Date: Sat, 13 Mar 1999 15:27:51 +0100 (CET)
From: Anonymous <nobody@replay.com>
To: cypherpunks@cyberpass.net
Reply-To: Anonymous <nobody@replay.com>

Subject: 
        Air travellers to USA risk kidnapping and torture by police
   Date: 
        Mon, 22 Feb 1999 21:40:21 -0800
   From: 
        pnet@proliberty.com
     To: 
        heartland@proliberty.com




Do you think my title "kidnapping and torture" is too strong?
What would you say if I took you against your will and strapped you to a
hospital bed for two days just to watch you shit?
- Tom Paine


From: "Noce,Craig" <nocec@oclc.org>
To: "Fear-List (E-mail)" <fear-list@mapinc.org>
Subject: FEAR: Customs Officials Face Lawsuits Over Drug Searches SEARCH
AND SEI
        ZURE
Date: Thu, 18 Feb 1999 15:31:55 -0500
MIME-Version: 1.0
Sender: owner-fear-list@mapinc.org
Reply-To: "Noce,Craig" <nocec@oclc.org>
Organization: Forfeiture Endangers American Rights  http://www.fear.org/


FEAR now has a discussion forum at
http://www.libertyjournal.com/liberty_forums/index.cfm?cfapp=10

 November-December 1998

U.S. Customs officials are facing numerous lawsuits because of invasive
drug
searches, many involving pregnant women or people who say they were
targeted
because of race (Connie Cass, "Customs draws lawsuits from searches for
drugs," Tampa Tribune-Times, December 6, 1998, p. 9).

In Florida, Janneral Denson, 25, said her baby was born prematurely
because,
when she was seven months pregnant, U.S. Customs officials forced her, as
part of a drug search, to ingest a prescription laxative (240 mg of
"Go-Lytely," according to the complaint).
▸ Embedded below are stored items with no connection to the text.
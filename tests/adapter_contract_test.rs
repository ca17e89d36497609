//! Catalog pipeline tests against a canned adapter.
//!
//! A stub adapter answers the builder-generated catalog SQL with fixed rows,
//! so the provided introspection methods (schema and table listing, column
//! and index mapping, DDL assembly, stats, server info) run end to end
//! without a live server. The fixture is one connection `db1` with a schema
//! `shop` holding an `orders` table, an `order_totals` view and a `broken`
//! table whose catalog queries fail.

use async_trait::async_trait;
use serde_json::{Map, Value, json};
use std::sync::{Arc, Mutex};

use dbatlas::db::builder::MySqlBuilder;
use dbatlas::models::{
    ColumnInfo, ColumnMetadata, ConnectionConfig, DatabaseType, IndexInfo, QueryParam, QueryResult,
    TableType,
};
use dbatlas::{Adapter, ConnectionRegistry, Connector, DbError, DbResult, SqlBuilder};

fn row(pairs: &[(&str, Value)]) -> Map<String, Value> {
    pairs
        .iter()
        .map(|(k, v)| (k.to_string(), v.clone()))
        .collect()
}

fn rows_result(columns: Vec<ColumnMetadata>, rows: Vec<Map<String, Value>>) -> QueryResult {
    QueryResult {
        columns,
        rows,
        rows_affected: None,
        execution_time_ms: 1,
    }
}

/// Adapter that serves the `shop` fixture from canned rows.
#[derive(Clone)]
struct FixtureAdapter {
    builder: MySqlBuilder,
    executed: Arc<Mutex<Vec<String>>>,
    native_ddl: Option<String>,
    native_fails: bool,
}

impl FixtureAdapter {
    fn new() -> Self {
        Self {
            builder: MySqlBuilder,
            executed: Arc::new(Mutex::new(Vec::new())),
            native_ddl: None,
            native_fails: false,
        }
    }

    fn with_native_ddl(ddl: &str) -> Self {
        let mut adapter = Self::new();
        adapter.native_ddl = Some(ddl.to_string());
        adapter
    }

    fn with_failing_native_ddl() -> Self {
        let mut adapter = Self::new();
        adapter.native_fails = true;
        adapter
    }

    fn executed_sql(&self) -> Vec<String> {
        self.executed.lock().unwrap().clone()
    }

    fn respond(&self, sql: &str) -> DbResult<QueryResult> {
        if sql.trim_start().to_uppercase().starts_with("CREATE TABLE") {
            return Ok(QueryResult::write_result(0, 1));
        }
        if sql.contains("'broken'") {
            return Err(DbError::query("simulated catalog failure"));
        }
        if sql.contains("information_schema.SCHEMATA") {
            return Ok(rows_result(
                vec![
                    ColumnMetadata::new("name", "varchar", false),
                    ColumnMetadata::new("default_charset", "varchar", true),
                ],
                vec![row(&[
                    ("name", json!("shop")),
                    ("default_charset", json!("utf8mb4")),
                    ("default_collation", json!("utf8mb4_general_ci")),
                ])],
            ));
        }
        // Table stats shares information_schema.TABLES with the listing
        // queries, so match its distinctive column first.
        if sql.contains("AVG_ROW_LENGTH") {
            if sql.contains("'missing'") {
                return Ok(rows_result(vec![], vec![]));
            }
            return Ok(rows_result(
                vec![ColumnMetadata::new("table_name", "varchar", false)],
                vec![row(&[
                    ("table_name", json!("orders")),
                    ("schema_name", json!("shop")),
                    ("row_count", json!(1250)),
                    ("data_size", json!(65536)),
                    ("index_size", json!(16384)),
                    ("total_size", json!(81920)),
                    ("avg_row_length", json!(52)),
                    ("auto_increment", json!(1251)),
                ])],
            ));
        }
        if sql.contains("information_schema.COLUMNS") {
            if !sql.contains("'orders'") {
                return Ok(rows_result(vec![], vec![]));
            }
            return Ok(rows_result(
                vec![ColumnMetadata::new("column_name", "varchar", false)],
                vec![
                    row(&[
                        ("column_name", json!("id")),
                        ("data_type", json!("int")),
                        ("is_nullable", json!(0)),
                        ("is_primary_key", json!(1)),
                        ("is_identity", json!(1)),
                        ("ordinal_position", json!(1)),
                    ]),
                    row(&[
                        ("column_name", json!("total")),
                        ("data_type", json!("decimal")),
                        ("precision", json!(10)),
                        ("scale", json!(2)),
                        ("is_nullable", json!(1)),
                        ("is_primary_key", json!(0)),
                        ("is_identity", json!(0)),
                        ("ordinal_position", json!(2)),
                    ]),
                ],
            ));
        }
        if sql.contains("information_schema.STATISTICS") {
            return Ok(rows_result(
                vec![ColumnMetadata::new("index_name", "varchar", false)],
                vec![row(&[
                    ("index_name", json!("PRIMARY")),
                    ("column_name", json!("id")),
                    ("ordinal_position", json!(1)),
                    ("index_type", json!("PRIMARY")),
                    ("is_unique", json!(1)),
                    ("is_primary", json!(1)),
                ])],
            ));
        }
        if sql.contains("information_schema.TABLES") {
            let table_row = |name: &str, table_type: &str| {
                row(&[
                    ("table_name", json!(name)),
                    ("schema_name", json!("shop")),
                    ("table_type", json!(table_type)),
                ])
            };
            let rows = if sql.contains("LIKE") {
                vec![table_row("orders", "BASE TABLE")]
            } else {
                vec![
                    table_row("broken", "BASE TABLE"),
                    table_row("order_totals", "VIEW"),
                    table_row("orders", "BASE TABLE"),
                ]
            };
            return Ok(rows_result(
                vec![ColumnMetadata::new("table_name", "varchar", false)],
                rows,
            ));
        }
        if sql.starts_with("SHOW GLOBAL STATUS") {
            // Snake names exercise the default stats mapping; the value of
            // the MySQL-specific override is covered by its own unit tests.
            return Ok(rows_result(
                vec![
                    ColumnMetadata::new("name", "varchar", false),
                    ColumnMetadata::new("value", "varchar", false),
                ],
                vec![
                    row(&[("name", json!("uptime")), ("value", json!("3600"))]),
                    row(&[("name", json!("total_queries")), ("value", json!("420"))]),
                    row(&[
                        ("name", json!("buffer_pool_size")),
                        ("value", json!("134217728")),
                    ]),
                ],
            ));
        }
        if sql.contains("VERSION()") {
            return Ok(rows_result(
                vec![ColumnMetadata::new("version", "varchar", false)],
                vec![row(&[("version", json!("8.0.36-test"))])],
            ));
        }
        Err(DbError::internal(format!("unexpected catalog query: {}", sql)))
    }
}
The generic name for "Go-Lytely"
is polyethylene glycol. Denson said she was taken from the
Fort-Lauderdale-Hollywood International Airport in 1997 and shackled to a
hospital bed for two days so Customs officials could monitor her bowel
movements. Denson said her son, born twelve days later, suffered damage
from
the incident. Janneral is represented by Florida attorney Barbara Heyer.

Two Jamaican-born women, both U.S. citizens, have each filed $500,000
lawsuits against Customs over body cavity searches and X-rays in Tampa,
Florida. One of the plaintiffs learned after the search that she was
pregnant and suffered from agonizing fear that the search might have harmed
the fetus, according to Warren Hope Dawson, a Tampa, FL, attorney who is
representing both women in separate cases. Her baby was born healthy.
Customs policy requires officials to test women for pregnancy before
performing an X-ray search, but the pregnant woman was not tested,
according
to Dawson.

In the 1997 fiscal year, Customs officials searched 49,592 international
airline passengers. Many airline passengers undergo multiple types of
searches. Counting only the most invasive search (followed by the
percentage
caught with drugs), 105 of the passengers searched were frisked (9%);
47,021
were thoroughly patted down (4%); 1,772 were partially or fully
strip-searched (25%); 675 were X-rayed (35%); and 19 underwent a body
cavity
search by a doctor (63 %). Many passengers were detained for hours, even
days, without being able to call a lawyer or a family member.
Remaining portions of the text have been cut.